Horned oak galls and gouty oak galls are caused by the twig generation of Callirhytis cornigera and Callirhytis quercuspunctata respectively. Twig galls have much more impact on the health of oaks than do leaf galls.
Callirhytis gall wasps infest the twigs and leaves of many species of oaks. For example, horned oak galls occur on Pin, Black, and Water Oak, whereas gouty oak galls occur on Pin, Scarlet, Red, and Black Oaks. Twig galls may eventually cause the stem to die from the gall outward. Heavily infested trees have considerable dieback and generally appear unthrifty because of all the galls on dead twigs. The death of heavily infested trees has been reported. Fortunately, wool sower galls and other leaf galls are usually never abundant enough to threaten the health of infested trees.
By the time twig galls are noticed, it is too late to effectively control the gall wasp grubs inside. Whether the gall wasps are causing tree decline or the declining health of a tree makes it attractive to gall wasps is a matter of conjecture. Because most heavily infested trees are obviously declining, it is a good idea to try to improve growing conditions for infested trees. A soil sample from under an infested tree should be submitted it to the NCDA Soils Lab. If the pH or nutrients are out of whack, the soil should be amended. (Don't just apply a bunch of 10-10-10. Excessive nitrogen is likely to make these and other pests worse.) During periods of prolonged drought stress the tree should be irrigated. "RoundUpping" the grass under the tree and mulching the soil will help conserve soil moisture and keep the roots somewhat cooler.

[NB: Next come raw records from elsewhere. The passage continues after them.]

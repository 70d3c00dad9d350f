//! Folds every outcome of an attempt into one [`SubmissionResult`].

use lazy_static::lazy_static;
use regex::Regex;
use serde::{Deserialize, Serialize};
use serde_json::{Value, json};
use tracing::{info, warn};

use crate::error::{ErrorKind, SubmissionError};
use crate::transport::{HttpReply, TransportError};

lazy_static! {
    static ref CORRELATION_ID: Regex =
        Regex::new(r"(?i)correlation:?\s*([a-f0-9-]+)").expect("hard-coded pattern");
}

/// Response body every destination API answers with.
#[derive(Debug, Clone, PartialEq, Eq, Serialize, Deserialize)]
pub struct ApiResponse {
    pub message: String,
    pub status_code: u16,
    #[serde(default, skip_serializing_if = "Option::is_none")]
    pub correlation_id: Option<String>,
}

impl ApiResponse {
    /// Reads a 2xx reply, falling back to the HTTP status for missing fields.
    pub fn from_reply(reply: &HttpReply) -> Self {
        let body = &reply.body;
        let message = body
            .get("message")
            .and_then(Value::as_str)
            .or_else(|| body.as_str().filter(|text| !text.is_empty()))
            .map_or_else(|| status_text(reply.status), str::to_string);
        let status_code = body
            .get("status_code")
            .and_then(Value::as_u64)
            .and_then(|code| u16::try_from(code).ok())
            .unwrap_or(reply.status);

        Self {
            message,
            status_code,
            correlation_id: string_field(body, "correlation_id"),
        }
    }

    pub const fn is_success(&self) -> bool {
        matches!(self.status_code, 200..=299)
    }
}

/// The one outcome shape handed back to callers.
#[derive(Debug, Clone, PartialEq, Serialize, Deserialize)]
#[serde(rename_all = "camelCase")]
pub struct SubmissionResult {
    pub success: bool,
    pub message: String,
    #[serde(default, skip_serializing_if = "Option::is_none")]
    pub correlation_id: Option<String>,
    pub raw_details: Value,
    #[serde(default, skip_serializing_if = "Option::is_none")]
    pub error_kind: Option<ErrorKind>,
}

impl SubmissionResult {
    pub fn failure(kind: ErrorKind, message: impl Into<String>, raw_details: Value) -> Self {
        Self {
            success: false,
            message: message.into(),
            correlation_id: None,
            raw_details,
            error_kind: Some(kind),
        }
    }
}

impl From<SubmissionError> for SubmissionResult {
    fn from(error: SubmissionError) -> Self {
        let kind = error.kind();
        let message = error.to_string();
        match error {
            SubmissionError::Transport(transport) => normalize(Err(transport)),
            SubmissionError::Validation(diagnostic) => Self::failure(
                kind,
                message,
                serde_json::to_value(&diagnostic).unwrap_or(Value::Null),
            ),
            _ => Self::failure(kind, message.clone(), json!({ "error": message })),
        }
    }
}

fn status_text(status: u16) -> String {
    reqwest::StatusCode::from_u16(status)
        .ok()
        .and_then(|code| code.canonical_reason())
        .map_or_else(|| format!("HTTP {status}"), str::to_string)
}

fn string_field(body: &Value, name: &str) -> Option<String> {
    body.as_object()?
        .get(name)
        .and_then(Value::as_str)
        .map(str::to_string)
}

fn correlation_in(text: &str) -> Option<String> {
    CORRELATION_ID
        .captures(text)
        .and_then(|captures| captures.get(1))
        .map(|id| id.as_str().to_string())
}

/// Any JSON error body is kept as-is unless the server labelled it `text/plain`.
fn json_error_body(content_type: Option<&str>, body: &str) -> Option<Value> {
    if content_type.is_some_and(|ct| ct.starts_with("text/plain")) {
        return None;
    }
    serde_json::from_str::<Value>(body).ok()
}

pub fn normalize(outcome: Result<HttpReply, TransportError>) -> SubmissionResult {
    match outcome {
        Ok(reply) => {
            let response = ApiResponse::from_reply(&reply);
            let success = response.is_success();
            if success {
                info!("Submission accepted: {}", response.message);
            } else {
                warn!("Submission answered with status code {}", response.status_code);
            }

            SubmissionResult {
                success,
                message: response.message,
                correlation_id: response.correlation_id,
                raw_details: reply.body,
                error_kind: (!success).then_some(ErrorKind::Transport),
            }
        }

        Err(TransportError::Status {
            status,
            content_type,
            body: Some(body),
        }) => {
            if let Some(details) = json_error_body(content_type.as_deref(), &body) {
                let message = string_field(&details, "message")
                    .unwrap_or_else(|| status_text(status));
                let correlation_id = string_field(&details, "correlation_id");

                SubmissionResult {
                    correlation_id,
                    ..SubmissionResult::failure(ErrorKind::Transport, message, details)
                }
            } else {
                let correlation_id = correlation_in(&body);
                let message = if status == 401 {
                    "Unauthorized".to_string()
                } else {
                    status_text(status)
                };

                SubmissionResult {
                    correlation_id: correlation_id.clone(),
                    ..SubmissionResult::failure(
                        ErrorKind::Transport,
                        message,
                        json!({
                            "status_code": status,
                            "error": body,
                            "correlation_id": correlation_id,
                        }),
                    )
                }
            }
        }

        Err(TransportError::Status {
            status, body: None, ..
        }) => SubmissionResult::failure(
            ErrorKind::Transport,
            format!("HTTP {status}"),
            json!({ "status_code": status }),
        ),

        Err(error @ (TransportError::Network { .. } | TransportError::Client { .. })) => {
            let message = error.to_string();
            SubmissionResult::failure(
                ErrorKind::Transport,
                message.clone(),
                json!({ "error": message }),
            )
        }
    }
}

In other words, anything within reason that can be done to enhance the vitality of the trees should be tried. It is known that trees under stress have more simple sugars (rather than starches) and more free amino acids (rather than more complex proteins) in their sap. Thus stressed trees are more nutritious to the gall wasps than healthy trees. By getting the tree into top growing condition, it should be less susceptible to the gall wasps and the gall wasps will not reproduce as prolifically. As a consequence, the gall wasp population may die away naturally. However, if the injury gets cumulatively worse over the next few years in spite of improving growing conditions, it may be worthwhile to treat with a systemic insecticide in late winter or no later than the new growth emergence in spring. Because these wasps have a leaf gall stage as well, treating with a systemic insecticide (such as imidacloprid) in late winter should disrupt their life cycle and after a year or so, numbers of new galls should decline (unless the wasps can fly in from a nearby infested oak).

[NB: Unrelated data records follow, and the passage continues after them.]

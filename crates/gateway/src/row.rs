//! Strict field readers over uploaded CSV rows.

use indexmap::IndexMap;

/// One uploaded CSV row, keyed by header in file order.
pub type RawRow = IndexMap<String, String>;

#[derive(Debug, Clone, PartialEq, Eq, thiserror::Error)]
pub enum RowError {
    #[error("Row {row}: missing column '{column}'")]
    MissingColumn { row: usize, column: String },
    #[error("Row {row}: column '{column}' expected {expected}, got '{value}'")]
    InvalidNumber {
        row: usize,
        column: String,
        value: String,
        expected: &'static str,
    },
}

/// Read access to a single row, remembering its 1-based position for errors.
#[derive(Debug, Clone, Copy)]
pub struct RowReader<'a> {
    row: &'a RawRow,
    number: usize,
}

impl<'a> RowReader<'a> {
    pub const fn new(row: &'a RawRow, number: usize) -> Self {
        Self { row, number }
    }

    /// Column lookup is case-insensitive because headers are matched that way.
    fn raw(&self, column: &str) -> Result<&'a str, RowError> {
        self.row
            .iter()
            .find(|(key, _)| key.eq_ignore_ascii_case(column))
            .map(|(_, value)| value.as_str())
            .ok_or_else(|| RowError::MissingColumn {
                row: self.number,
                column: column.to_string(),
            })
    }

    pub fn text(&self, column: &str) -> Result<String, RowError> {
        self.raw(column).map(str::to_string)
    }

    pub fn int(&self, column: &str) -> Result<i64, RowError> {
        let value = self.raw(column)?;
        parse_int(value).ok_or_else(|| self.invalid(column, value, "an integer"))
    }

    pub fn float(&self, column: &str) -> Result<f64, RowError> {
        let value = self.raw(column)?;
        parse_float(value).ok_or_else(|| self.invalid(column, value, "a number"))
    }

    /// Only the literal `"true"` is true; a missing column is still an error.
    pub fn flag(&self, column: &str) -> Result<bool, RowError> {
        self.raw(column).map(|value| value == "true")
    }

    fn invalid(&self, column: &str, value: &str, expected: &'static str) -> RowError {
        RowError::InvalidNumber {
            row: self.number,
            column: column.to_string(),
            value: value.to_string(),
            expected,
        }
    }
}

pub fn parse_int(value: &str) -> Option<i64> {
    value.trim().parse().ok()
}

pub fn parse_float(value: &str) -> Option<f64> {
    value
        .trim()
        .parse::<f64>()
        .ok()
        .filter(|parsed| parsed.is_finite())
}

/// Applies `convert` to every row, failing the whole batch on the first bad row.
pub fn convert_all<T>(
    rows: &[RawRow],
    convert: impl Fn(&RowReader<'_>) -> Result<T, RowError>,
) -> Result<Vec<T>, RowError> {
    rows.iter()
        .enumerate()
        .map(|(index, row)| convert(&RowReader::new(row, index + 1)))
        .collect()
}
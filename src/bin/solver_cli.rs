//! Solver CLI - JSON validation front end
//!
//! Commands: schemas, validate, split
//! Outputs JSON to stdout, diagnostics to stderr
//! Returns 2 on validation failure

use clap::{Parser, Subcommand};
use std::path::PathBuf;
use std::process::ExitCode;
use tracing_subscriber::EnvFilter;

use solver_core::{
    format::ListFormat, Format, Input, SchemaRegistry, SeverityMask, StatusLog, ValidationEngine,
};

#[derive(Parser)]
#[command(name = "solver-cli")]
#[command(about = "Solver CLI - validate untrusted input against schemas")]
struct Cli {
    #[command(subcommand)]
    command: Commands,

    /// Path to schemas directory
    #[arg(short, long, default_value = "schemas")]
    schemas_dir: PathBuf,

    /// Severities to record: "all", "none" or e.g. "error,warning"
    #[arg(short, long, default_value = "all")]
    mask: SeverityMask,

    /// Verbose diagnostics on stderr
    #[arg(short, long)]
    verbose: bool,
}

#[derive(Subcommand)]
enum Commands {
    /// List available schemas
    Schemas,

    /// Validate a payload
    Validate {
        /// Schema ID
        #[arg(short = 'S', long)]
        schema: String,

        /// JSON payload
        #[arg(short, long)]
        payload: String,
    },

    /// Split a delimited string into a list
    Split {
        /// Delimiter characters
        #[arg(short, long, default_value = ",;\n")]
        delimiters: String,

        /// Text to split
        #[arg(short, long)]
        input: String,
    },
}

fn init_tracing(verbose: bool) {
    let default = if verbose { "debug" } else { "warn" };
    tracing_subscriber::fmt()
        .with_env_filter(
            EnvFilter::try_from_default_env().unwrap_or_else(|_| EnvFilter::new(default)),
        )
        .with_writer(std::io::stderr)
        .init();
}

fn print_json(value: &serde_json::Value) {
    match serde_json::to_string_pretty(value) {
        Ok(s) => println!("{}", s),
        Err(e) => eprintln!("Failed to encode output: {}", e),
    }
}

fn main() -> ExitCode {
    let cli = Cli::parse();
    init_tracing(cli.verbose);

    match cli.command {
        Commands::Schemas => {
            let registry = match SchemaRegistry::load_from_dir(&cli.schemas_dir) {
                Ok(r) => r,
                Err(e) => {
                    print_json(&serde_json::json!({"error": e.to_string()}));
                    return ExitCode::FAILURE;
                }
            };
            let schemas: Vec<_> = registry
                .list()
                .iter()
                .map(|s| serde_json::json!({
                    "id": s.id,
                    "name": s.name,
                    "version": s.schema_version,
                    "deprecated": s.deprecated,
                }))
                .collect();

            print_json(&serde_json::Value::Array(schemas));
            ExitCode::SUCCESS
        }

        Commands::Validate { schema, payload } => {
            let registry = match SchemaRegistry::load_from_dir(&cli.schemas_dir) {
                Ok(r) => r,
                Err(e) => {
                    print_json(&serde_json::json!({"valid": false, "error": e.to_string()}));
                    return ExitCode::FAILURE;
                }
            };
            let engine = ValidationEngine::new(registry).with_mask(cli.mask);

            let payload: serde_json::Value = match serde_json::from_str(&payload) {
                Ok(p) => p,
                Err(e) => {
                    print_json(&serde_json::json!({
                        "valid": false,
                        "error": format!("Invalid payload: {}", e),
                    }));
                    return ExitCode::FAILURE;
                }
            };

            match engine.validate_payload(&schema, payload) {
                Ok(report) => {
                    match serde_json::to_value(&report) {
                        Ok(v) => print_json(&v),
                        Err(e) => eprintln!("Failed to encode report: {}", e),
                    }
                    if report.valid {
                        ExitCode::SUCCESS
                    } else {
                        ExitCode::from(2)
                    }
                }
                Err(e) => {
                    print_json(&serde_json::json!({"valid": false, "error": e.to_string()}));
                    ExitCode::FAILURE
                }
            }
        }

        Commands::Split { delimiters, input } => {
            let mut log = StatusLog::new(cli.mask);
            let format = ListFormat::new(delimiters);
            match format.extract(&Input::from(input), &mut log, None) {
                Some(list) => {
                    print_json(&list);
                    ExitCode::SUCCESS
                }
                None => {
                    print_json(&serde_json::json!({"events": log.events()}));
                    ExitCode::from(2)
                }
            }
        }
    }
}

- Common name: gall wasps, scientific name: Callirhytis quercusclaviger (Ashmead) and Callirhytis cornigera (Osten Sacken) (Insecta: Hymenoptera: Cynipidae). Dixon, W. N. 2015 (revised). Featured Creatures. Entomology & Nematology, FDACS/DPI, EDIS. Florida Department of Agriculture and Consumer Services, Division of Plant Industry. Publication Number: EENY-368.

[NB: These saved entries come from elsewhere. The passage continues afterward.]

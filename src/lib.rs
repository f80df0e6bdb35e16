//! Solver Core - Validation and Transformation Pipelines
//!
//! # Ground Rules
//! 1. Formats Log, They Never Throw
//! 2. Actions Fail With Their Log Attached
//! 3. The Fast Path Is The Same Contract
//! 4. Pipelines Stop At The First Failure
//! 5. Logs Are Passed, Never Global

pub mod event;
pub mod status_log;
pub mod value;
pub mod format;
pub mod action;
pub mod error;
pub mod pipeline;
pub mod schema;
pub mod hashing;
pub mod engine;

pub use event::{Event, EventPath, LogFormatError, Severity, SeverityMask};
pub use status_log::{EventProvider, PathRemap, StatusLog};
pub use value::{Input, ToPrimitive};
pub use format::{Format, ListFormat, RecordFormat, split_list};
pub use action::{Action, FastAction, FormatAction, AsAction, AsFast, apply_via_fast_apply, emulate_fast_apply};
pub use error::ActionError;
pub use pipeline::{PipelineAction, Stage};
pub use schema::{Schema, SchemaRegistry, FormatSpec};
pub use hashing::compute_output_hash;
pub use engine::{ValidationEngine, ValidationReport, EngineError};

pub const ENGINE_VERSION: &str = env!("CARGO_PKG_VERSION");
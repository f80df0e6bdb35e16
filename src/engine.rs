//! Validation Engine - Single Entry Point
//!
//! Resolves a schema, checks it against the running engine version, runs its
//! pipeline and packages the outcome as a report.

use chrono::{DateTime, Utc};
use serde::{Deserialize, Serialize};
use serde_json::Value;
use thiserror::Error;
use uuid::Uuid;

use crate::action::Action;
use crate::event::{Event, SeverityMask};
use crate::hashing::compute_output_hash;
use crate::schema::{Schema, SchemaRegistry};
use crate::status_log::StatusLog;
use crate::ENGINE_VERSION;

#[derive(Debug, Error)]
pub enum EngineError {
    #[error("Schema not found: {0}")]
    SchemaNotFound(String),

    #[error("Schema {0} requires engine >= {1}, current is {2}")]
    EngineVersionMismatch(String, String, String),

    #[error("Invalid version string {0:?}: {1}")]
    InvalidVersion(String, #[source] semver::Error),

    #[error("Serialization error: {0}")]
    Serialization(#[from] serde_json::Error),
}

#[derive(Debug, Clone, Serialize, Deserialize)]
#[serde(rename_all = "camelCase")]
pub struct ValidationReport {
    pub id: String,
    pub schema_id: String,
    pub schema_version: String,
    pub engine_version: String,
    pub created_at: DateTime<Utc>,
    pub valid: bool,
    pub output: Option<Value>,
    pub output_hash: Option<String>,
    pub events: Vec<Event>,
}

impl ValidationReport {
    pub fn has_errors(&self) -> bool {
        self.events.iter().any(Event::is_error)
    }
}

pub struct ValidationEngine {
    registry: SchemaRegistry,
    mask: SeverityMask,
}

impl ValidationEngine {
    pub fn new(registry: SchemaRegistry) -> Self {
        Self {
            registry,
            mask: SeverityMask::ALL,
        }
    }

    /// Severities recorded in reports.
    pub fn with_mask(mut self, mask: SeverityMask) -> Self {
        self.mask = mask;
        self
    }

    pub fn list_schemas(&self) -> Vec<&Schema> {
        self.registry.list()
    }

    pub fn get_schema(&self, id: &str) -> Option<&Schema> {
        self.registry.get(id)
    }

    /// Validate a payload against a schema.
    ///
    /// An invalid payload is a successful call with `valid: false`; `Err` is
    /// reserved for configuration problems.
    pub fn validate_payload(
        &self,
        schema_id: &str,
        payload: Value,
    ) -> Result<ValidationReport, EngineError> {
        let schema = self
            .registry
            .get(schema_id)
            .ok_or_else(|| EngineError::SchemaNotFound(schema_id.to_string()))?;

        self.check_engine_version(schema)?;
        if schema.deprecated {
            tracing::warn!(
                schema = %schema.id,
                superseded_by = ?schema.superseded_by,
                "Validating against deprecated schema"
            );
        }

        let pipeline = schema.build_pipeline();
        let mut log = StatusLog::new(self.mask);
        let output = match pipeline.apply(payload, Some(&mut log)) {
            Ok(output) => Some(output),
            Err(err) => {
                tracing::info!(schema = %schema.id, errors = %err, "Payload rejected");
                None
            }
        };

        let output_hash = output
            .as_ref()
            .map(|output| compute_output_hash(schema, output))
            .transpose()?;

        Ok(ValidationReport {
            id: Uuid::new_v4().to_string(),
            schema_id: schema.id.clone(),
            schema_version: schema.schema_version.clone(),
            engine_version: ENGINE_VERSION.to_string(),
            created_at: Utc::now(),
            valid: output.is_some(),
            output,
            output_hash,
            events: log.into_events(),
        })
    }

    fn check_engine_version(&self, schema: &Schema) -> Result<(), EngineError> {
        let parse = |v: &str| {
            semver::Version::parse(v).map_err(|e| EngineError::InvalidVersion(v.to_string(), e))
        };
        let engine_ver = parse(ENGINE_VERSION)?;
        let min_ver = parse(&schema.engine_min_version)?;

        if engine_ver < min_ver {
            return Err(EngineError::EngineVersionMismatch(
                schema.id.clone(),
                schema.engine_min_version.clone(),
                ENGINE_VERSION.to_string(),
            ));
        }

        Ok(())
    }
}

impl Default for ValidationEngine {
    fn default() -> Self {
        Self::new(SchemaRegistry::default())
    }
}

- Common Oak Galls. Townsend, L. and E. Eliason. University of Kentucky College of Agriculture, Food and Environment, Entomology at the University of Kentucky. ENTFACT-408.
- Galls on Oak. Hoover, G. A., Sr. 2013. PennState College of Agr. Sci. Dept. Entomology. Insect Advice from Extension.
- Galls on Oaks. Frank, S., J. R. Baker, and S. Bambara. 2002. Entomology Insect Notes, NC State Extension Publications.
- Oak Galls. Bratsch, T. and P. Nixon. 2007. Home, Yard & Garden Pest Newsletter, University of Illinois Extension.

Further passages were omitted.